No lo creo y ahora debo prestar atención.

Quedaron de verse el sábado en la tarde. Julia lo invitó a dar un paseo en bicicleta a la reserva natural en Berkeley. Harían un picnic.

El sábado en la mañana llegó a la casa de acogida de mujeres. La vivienda era como cualquiera de la cuadra, de estilo californiano color gris, con un jardín sembrado de hortensias, pensamientos y violetas y que era cuidado por turnos por todas las mujeres que lo habitaban. En el interior había una sala que hacía las veces de recepción.

La función del lugar, aparte de dar ayuda inmediata, era apoyar las mujeres a salir del círculo de violencia, brindar asesoría para que recuperaran todo lo perdido y no era propiamente cosas materiales, sino su vida emocional, psicológica y física.

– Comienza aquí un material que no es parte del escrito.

use serde::{Deserialize, Serialize};
use ts_rs::TS;

use super::recommendation::{Recommendation, TreatmentType};

/// Where the currently selected treatment came from.
#[derive(Debug, Clone, Copy, PartialEq, Eq, Serialize, Deserialize, TS)]
#[serde(rename_all = "snake_case")]
#[ts(export)]
pub enum SelectionSource {
    Manual,
    Recommended,
}

/// The user-editable "treatment type" field of the diagnosis form.
#[derive(Debug, Clone, Default, PartialEq, Eq, Serialize, Deserialize, TS)]
#[ts(export)]
pub struct TreatmentSelection {
    pub treatment: Option<TreatmentType>,
    pub source: Option<SelectionSource>,
}

impl TreatmentSelection {
    pub fn manual(treatment: TreatmentType) -> Self {
        Self {
            treatment: Some(treatment),
            source: Some(SelectionSource::Manual),
        }
    }

    /// Copy the recommended treatment into the selection.
    ///
    /// Applying the same recommendation again leaves the selection unchanged.
    pub fn apply(&mut self, recommendation: &Recommendation) {
        self.treatment = Some(recommendation.treatment);
        self.source = Some(SelectionSource::Recommended);
    }

    /// Overwrite with a clinician's own choice.
    pub fn select(&mut self, treatment: TreatmentType) {
        self.treatment = Some(treatment);
        self.source = Some(SelectionSource::Manual);
    }

    /// True when a selection exists and differs from the recommendation.
    pub fn overrides(&self, recommendation: &Recommendation) -> bool {
        self.treatment
            .is_some_and(|selected| selected != recommendation.treatment)
    }
}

Cuando Julia entró, saludó a un par de mujeres que tejían sentadas en los sillones de la sala. Emanaba un apetitoso olor a torta. Mary Thompson, salió de la cocina secándose las manos. Era trabajadora social, una mujer vital, grande y gruesa, rubia de cabello corto, en la cuarentena, con mirada gris inteligente, gestos calmados y experiencia en este tipo de labor. Reclutó a Julia por su sensibilidad social, la firmeza de carácter y una innata vocación de servicio que veía en pocas personas.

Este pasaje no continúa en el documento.